The evidence that the true role of Grosnez Castle was that of a place of refuge may be summarised as follows: —
Mont Orgueil Castle is in the extreme east of the island. Raiding parties operating in the middle of the island would cut off all refugees from the west, who would then be at their mercy. Grosnez Castle would alone have afforded them asylum.
Grosnez Castle dominates neither port, anchorage or village.
Having only one line of defence and no permanent water supply, the castle was clearly not intended for a lengthy occupation.
The Castle had no sally-ports to tho flanks, by which counter-attacks could issue. It was prepared for passive defence only.
Jerbourg was an observation post and a place of refuge, similar in type to Grosnez Castle. It played the same part as regards Castle Cornet as did Grosnez to Mont Orgueil. May it not then reasonably be concluded that it was during de Roche’s term of office (1328-30) that Grosnez Castle was built? This suggested date, as we have already seen, finds support in the architectural features of the remains.

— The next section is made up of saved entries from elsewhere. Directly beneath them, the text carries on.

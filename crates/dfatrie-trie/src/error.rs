use std::io;

use dfatrie_types::{hex_bytes, AcceptInfo};
use thiserror::Error;

pub type Result<T> = std::result::Result<T, TrieError>;

#[derive(Debug, Error)]
pub enum TrieError {
    /// The same byte sequence was recorded twice with different accept info. The decoder model
    /// or the oracle is non-deterministic, so nothing built from it can be trusted.
    #[error("conflicting accept info for [{}]: {existing} vs {new}", hex_bytes(.sequence))]
    AcceptConflict {
        sequence: Vec<u8>,
        existing: AcceptInfo,
        new: AcceptInfo,
    },

    #[error("io error: {0}")]
    Io(#[from] io::Error),

    #[error("trie json error: {0}")]
    Json(#[from] serde_json::Error),

    #[error("not a trie image (format {0:?})")]
    InvalidFormat(String),

    #[error("unsupported trie image version {0}")]
    UnsupportedVersion(u32),

    #[error("corrupt trie image: {0}")]
    Corrupt(String),
}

The Castle of Grosnez is certainly primitive in structure, but in plan it skillfully embodies the most important military necessities of all time, which point to the Castle having been designed by a military engineer of full experience in the art of medieval warfare.
Though the research work carried out by this Society at the Castle in 1882-83 and in 1895-96 was extensive, there still remain some unexplored areas within the enceinte which might repay examination. The misleading heaps of stone in the centre of the enceinte and to the south of the ditch should certainly be removed and the ditch itself completely cleared, while some of the exposed masonry requires consolidation.